**TASK OBJECTIVE:**
A single number is required: how many lines below include the string "network".

**ENTRIES PROVIDED:**
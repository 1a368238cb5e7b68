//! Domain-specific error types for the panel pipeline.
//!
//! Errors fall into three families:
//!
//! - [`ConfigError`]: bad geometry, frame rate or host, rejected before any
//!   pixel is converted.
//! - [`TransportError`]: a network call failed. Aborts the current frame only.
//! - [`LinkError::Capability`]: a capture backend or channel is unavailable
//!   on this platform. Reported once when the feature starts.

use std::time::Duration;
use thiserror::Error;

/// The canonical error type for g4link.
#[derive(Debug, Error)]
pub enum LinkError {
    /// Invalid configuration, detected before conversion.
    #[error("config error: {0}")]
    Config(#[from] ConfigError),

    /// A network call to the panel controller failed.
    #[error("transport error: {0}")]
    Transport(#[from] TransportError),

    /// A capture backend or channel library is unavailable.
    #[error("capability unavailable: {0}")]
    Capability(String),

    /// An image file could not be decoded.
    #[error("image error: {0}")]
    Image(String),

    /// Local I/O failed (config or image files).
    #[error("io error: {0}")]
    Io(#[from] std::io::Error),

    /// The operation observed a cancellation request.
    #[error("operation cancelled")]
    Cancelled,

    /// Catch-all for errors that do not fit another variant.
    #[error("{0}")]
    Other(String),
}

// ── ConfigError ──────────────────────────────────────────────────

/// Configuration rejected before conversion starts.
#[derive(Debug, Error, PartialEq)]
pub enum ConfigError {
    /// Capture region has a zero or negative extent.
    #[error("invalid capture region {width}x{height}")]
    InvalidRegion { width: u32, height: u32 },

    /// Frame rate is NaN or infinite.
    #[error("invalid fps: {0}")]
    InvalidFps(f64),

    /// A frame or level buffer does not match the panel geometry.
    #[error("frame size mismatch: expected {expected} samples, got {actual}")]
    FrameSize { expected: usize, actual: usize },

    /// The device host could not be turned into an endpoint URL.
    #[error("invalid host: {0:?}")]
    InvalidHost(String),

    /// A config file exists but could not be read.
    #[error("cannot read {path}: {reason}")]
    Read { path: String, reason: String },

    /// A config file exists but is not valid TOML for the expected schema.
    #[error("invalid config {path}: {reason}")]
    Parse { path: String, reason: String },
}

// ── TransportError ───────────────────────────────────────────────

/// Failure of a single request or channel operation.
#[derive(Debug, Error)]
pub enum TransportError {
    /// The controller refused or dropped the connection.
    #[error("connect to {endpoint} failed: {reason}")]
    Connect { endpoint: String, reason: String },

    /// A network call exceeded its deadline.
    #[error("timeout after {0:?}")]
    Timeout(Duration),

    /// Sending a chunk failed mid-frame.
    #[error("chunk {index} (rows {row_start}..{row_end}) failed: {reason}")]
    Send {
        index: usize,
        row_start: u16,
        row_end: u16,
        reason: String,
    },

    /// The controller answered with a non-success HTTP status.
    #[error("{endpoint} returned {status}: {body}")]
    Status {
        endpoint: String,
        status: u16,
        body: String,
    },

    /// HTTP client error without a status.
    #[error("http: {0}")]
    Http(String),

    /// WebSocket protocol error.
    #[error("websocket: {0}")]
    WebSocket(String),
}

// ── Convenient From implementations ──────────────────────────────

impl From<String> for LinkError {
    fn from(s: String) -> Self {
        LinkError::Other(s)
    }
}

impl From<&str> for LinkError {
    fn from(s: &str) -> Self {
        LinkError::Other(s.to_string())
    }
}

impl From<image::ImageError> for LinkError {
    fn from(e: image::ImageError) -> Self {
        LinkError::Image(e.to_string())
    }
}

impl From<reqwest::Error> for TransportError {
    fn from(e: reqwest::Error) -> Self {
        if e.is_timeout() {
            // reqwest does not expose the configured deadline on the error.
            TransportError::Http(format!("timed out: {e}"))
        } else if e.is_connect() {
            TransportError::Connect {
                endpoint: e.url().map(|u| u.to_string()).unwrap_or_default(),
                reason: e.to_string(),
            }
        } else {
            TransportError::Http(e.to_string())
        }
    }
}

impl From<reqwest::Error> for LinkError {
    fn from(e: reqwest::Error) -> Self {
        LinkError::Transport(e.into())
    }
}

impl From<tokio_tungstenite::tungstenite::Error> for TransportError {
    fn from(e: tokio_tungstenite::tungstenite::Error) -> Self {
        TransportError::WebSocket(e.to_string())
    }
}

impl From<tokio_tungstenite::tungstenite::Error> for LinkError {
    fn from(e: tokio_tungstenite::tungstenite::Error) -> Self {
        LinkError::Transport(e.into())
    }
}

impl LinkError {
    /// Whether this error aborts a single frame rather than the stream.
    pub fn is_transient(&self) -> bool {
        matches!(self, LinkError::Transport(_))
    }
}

==

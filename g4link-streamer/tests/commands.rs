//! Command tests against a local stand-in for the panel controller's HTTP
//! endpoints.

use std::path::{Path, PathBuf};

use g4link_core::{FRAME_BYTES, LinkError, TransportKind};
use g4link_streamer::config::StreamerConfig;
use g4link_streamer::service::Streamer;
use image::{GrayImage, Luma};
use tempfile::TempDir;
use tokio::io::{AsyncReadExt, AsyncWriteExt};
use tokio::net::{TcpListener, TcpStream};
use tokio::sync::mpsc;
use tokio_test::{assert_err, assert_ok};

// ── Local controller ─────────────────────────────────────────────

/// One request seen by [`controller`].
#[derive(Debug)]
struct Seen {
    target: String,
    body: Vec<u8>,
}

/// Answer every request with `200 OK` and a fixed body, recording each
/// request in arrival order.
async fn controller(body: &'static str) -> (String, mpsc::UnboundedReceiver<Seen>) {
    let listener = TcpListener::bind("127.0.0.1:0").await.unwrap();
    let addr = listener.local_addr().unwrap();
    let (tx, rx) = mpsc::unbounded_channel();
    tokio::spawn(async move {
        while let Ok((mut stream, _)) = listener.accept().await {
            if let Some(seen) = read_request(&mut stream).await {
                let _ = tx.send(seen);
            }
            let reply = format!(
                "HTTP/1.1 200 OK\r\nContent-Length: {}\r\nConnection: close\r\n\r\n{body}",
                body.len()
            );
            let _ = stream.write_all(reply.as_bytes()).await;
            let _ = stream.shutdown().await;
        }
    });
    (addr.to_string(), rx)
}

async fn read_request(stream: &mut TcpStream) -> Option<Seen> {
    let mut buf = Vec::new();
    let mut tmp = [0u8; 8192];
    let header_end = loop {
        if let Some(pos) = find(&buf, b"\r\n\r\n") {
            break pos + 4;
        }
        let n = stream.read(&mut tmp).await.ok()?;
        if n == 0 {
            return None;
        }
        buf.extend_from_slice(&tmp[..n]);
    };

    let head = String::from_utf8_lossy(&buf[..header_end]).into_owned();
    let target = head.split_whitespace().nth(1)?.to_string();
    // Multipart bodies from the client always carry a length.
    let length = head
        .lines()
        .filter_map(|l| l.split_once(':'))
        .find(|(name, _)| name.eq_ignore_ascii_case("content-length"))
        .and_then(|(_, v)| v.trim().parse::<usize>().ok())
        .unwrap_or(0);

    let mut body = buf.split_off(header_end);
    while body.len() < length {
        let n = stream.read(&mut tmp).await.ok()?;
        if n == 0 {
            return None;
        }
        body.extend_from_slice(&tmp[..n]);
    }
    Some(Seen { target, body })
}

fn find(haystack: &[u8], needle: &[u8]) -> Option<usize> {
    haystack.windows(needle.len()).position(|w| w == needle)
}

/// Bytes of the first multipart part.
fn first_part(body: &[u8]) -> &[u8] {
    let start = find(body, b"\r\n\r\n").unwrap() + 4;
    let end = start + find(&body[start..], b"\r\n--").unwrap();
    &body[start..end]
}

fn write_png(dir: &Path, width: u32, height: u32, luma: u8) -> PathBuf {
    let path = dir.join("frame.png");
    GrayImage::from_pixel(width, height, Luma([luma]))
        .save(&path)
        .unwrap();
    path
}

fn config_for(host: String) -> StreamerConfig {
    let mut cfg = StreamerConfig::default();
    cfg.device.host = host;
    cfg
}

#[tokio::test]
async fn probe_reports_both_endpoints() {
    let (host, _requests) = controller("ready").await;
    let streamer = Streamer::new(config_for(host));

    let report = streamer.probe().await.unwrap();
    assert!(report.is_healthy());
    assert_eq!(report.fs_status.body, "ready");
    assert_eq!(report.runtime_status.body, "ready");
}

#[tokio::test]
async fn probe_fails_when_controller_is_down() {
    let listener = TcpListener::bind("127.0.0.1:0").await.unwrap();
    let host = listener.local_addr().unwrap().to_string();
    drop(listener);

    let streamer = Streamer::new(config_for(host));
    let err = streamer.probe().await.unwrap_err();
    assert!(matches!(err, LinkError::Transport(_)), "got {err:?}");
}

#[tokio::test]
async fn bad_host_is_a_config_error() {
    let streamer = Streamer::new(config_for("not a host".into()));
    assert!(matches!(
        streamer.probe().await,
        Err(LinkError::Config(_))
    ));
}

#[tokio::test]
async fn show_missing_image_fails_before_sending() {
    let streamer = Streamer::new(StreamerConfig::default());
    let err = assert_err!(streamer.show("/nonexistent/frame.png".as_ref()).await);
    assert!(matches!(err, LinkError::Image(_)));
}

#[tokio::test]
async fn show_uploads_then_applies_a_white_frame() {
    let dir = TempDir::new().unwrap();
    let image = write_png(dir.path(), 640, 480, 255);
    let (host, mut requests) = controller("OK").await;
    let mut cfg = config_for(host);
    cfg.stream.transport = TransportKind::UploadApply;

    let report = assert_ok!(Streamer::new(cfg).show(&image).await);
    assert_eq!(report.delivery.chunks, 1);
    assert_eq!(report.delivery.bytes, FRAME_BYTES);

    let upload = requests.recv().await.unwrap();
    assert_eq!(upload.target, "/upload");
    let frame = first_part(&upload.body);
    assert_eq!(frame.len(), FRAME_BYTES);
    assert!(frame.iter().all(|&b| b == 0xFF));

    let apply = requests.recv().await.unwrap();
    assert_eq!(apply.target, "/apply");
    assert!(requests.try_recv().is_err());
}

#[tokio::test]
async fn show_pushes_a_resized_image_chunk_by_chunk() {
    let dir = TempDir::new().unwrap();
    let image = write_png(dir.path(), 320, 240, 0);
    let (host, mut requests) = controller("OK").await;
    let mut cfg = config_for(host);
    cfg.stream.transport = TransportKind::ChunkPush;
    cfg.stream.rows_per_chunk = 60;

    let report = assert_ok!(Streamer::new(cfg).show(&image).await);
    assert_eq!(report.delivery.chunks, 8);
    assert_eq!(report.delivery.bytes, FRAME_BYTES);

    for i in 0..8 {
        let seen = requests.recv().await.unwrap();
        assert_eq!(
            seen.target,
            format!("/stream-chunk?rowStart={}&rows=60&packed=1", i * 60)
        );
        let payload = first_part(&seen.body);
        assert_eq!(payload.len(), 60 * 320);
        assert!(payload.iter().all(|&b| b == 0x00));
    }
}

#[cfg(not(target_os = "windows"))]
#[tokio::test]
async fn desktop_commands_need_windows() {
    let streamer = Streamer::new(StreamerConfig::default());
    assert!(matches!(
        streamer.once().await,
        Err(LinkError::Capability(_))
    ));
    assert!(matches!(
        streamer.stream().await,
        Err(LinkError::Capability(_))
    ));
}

* * *

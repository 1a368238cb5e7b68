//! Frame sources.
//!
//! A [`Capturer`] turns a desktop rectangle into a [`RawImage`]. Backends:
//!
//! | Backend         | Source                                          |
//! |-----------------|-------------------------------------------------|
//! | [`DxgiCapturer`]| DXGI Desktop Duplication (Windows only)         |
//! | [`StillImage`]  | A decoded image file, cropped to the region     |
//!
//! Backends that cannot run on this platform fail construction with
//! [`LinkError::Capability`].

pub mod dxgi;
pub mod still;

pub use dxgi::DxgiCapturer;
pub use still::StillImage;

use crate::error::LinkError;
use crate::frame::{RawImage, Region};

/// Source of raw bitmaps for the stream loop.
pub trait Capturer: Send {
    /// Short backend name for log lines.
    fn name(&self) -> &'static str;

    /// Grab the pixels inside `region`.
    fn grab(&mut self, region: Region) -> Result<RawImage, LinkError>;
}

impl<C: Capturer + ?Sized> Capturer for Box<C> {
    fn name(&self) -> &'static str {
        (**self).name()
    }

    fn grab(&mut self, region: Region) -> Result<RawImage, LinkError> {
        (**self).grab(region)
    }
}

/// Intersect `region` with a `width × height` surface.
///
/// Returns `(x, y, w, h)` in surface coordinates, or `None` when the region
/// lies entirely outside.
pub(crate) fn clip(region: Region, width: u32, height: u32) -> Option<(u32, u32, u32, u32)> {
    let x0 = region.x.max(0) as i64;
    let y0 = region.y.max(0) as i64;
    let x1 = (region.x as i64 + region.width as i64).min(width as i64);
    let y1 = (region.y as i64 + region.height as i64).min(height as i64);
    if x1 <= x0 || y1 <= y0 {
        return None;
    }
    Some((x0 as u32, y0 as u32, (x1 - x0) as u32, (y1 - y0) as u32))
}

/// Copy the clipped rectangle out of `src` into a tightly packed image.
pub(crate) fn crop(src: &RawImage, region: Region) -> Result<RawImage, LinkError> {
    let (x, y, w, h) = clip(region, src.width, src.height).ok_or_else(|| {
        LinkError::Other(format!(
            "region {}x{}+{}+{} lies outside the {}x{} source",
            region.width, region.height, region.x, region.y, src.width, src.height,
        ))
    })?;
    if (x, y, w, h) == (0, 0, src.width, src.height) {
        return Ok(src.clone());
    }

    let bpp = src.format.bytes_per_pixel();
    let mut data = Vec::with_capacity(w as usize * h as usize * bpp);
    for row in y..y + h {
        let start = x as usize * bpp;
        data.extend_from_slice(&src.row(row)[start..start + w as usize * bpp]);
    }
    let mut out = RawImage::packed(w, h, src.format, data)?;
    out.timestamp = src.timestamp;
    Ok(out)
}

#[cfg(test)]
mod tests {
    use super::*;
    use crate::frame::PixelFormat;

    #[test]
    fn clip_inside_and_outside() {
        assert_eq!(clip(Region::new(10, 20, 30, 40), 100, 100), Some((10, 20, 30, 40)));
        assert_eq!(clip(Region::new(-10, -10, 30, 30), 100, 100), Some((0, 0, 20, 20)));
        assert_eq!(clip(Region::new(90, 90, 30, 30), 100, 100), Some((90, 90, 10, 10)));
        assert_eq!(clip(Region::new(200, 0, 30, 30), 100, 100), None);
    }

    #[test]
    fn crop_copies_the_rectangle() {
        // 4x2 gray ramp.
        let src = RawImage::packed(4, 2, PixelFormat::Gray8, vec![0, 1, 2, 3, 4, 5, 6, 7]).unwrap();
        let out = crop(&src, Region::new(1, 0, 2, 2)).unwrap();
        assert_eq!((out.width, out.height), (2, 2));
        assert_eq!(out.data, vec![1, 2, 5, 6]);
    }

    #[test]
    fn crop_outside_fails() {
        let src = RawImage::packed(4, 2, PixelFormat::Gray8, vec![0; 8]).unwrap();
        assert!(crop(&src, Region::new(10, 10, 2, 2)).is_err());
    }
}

**EXERCISE ANSWER:**
3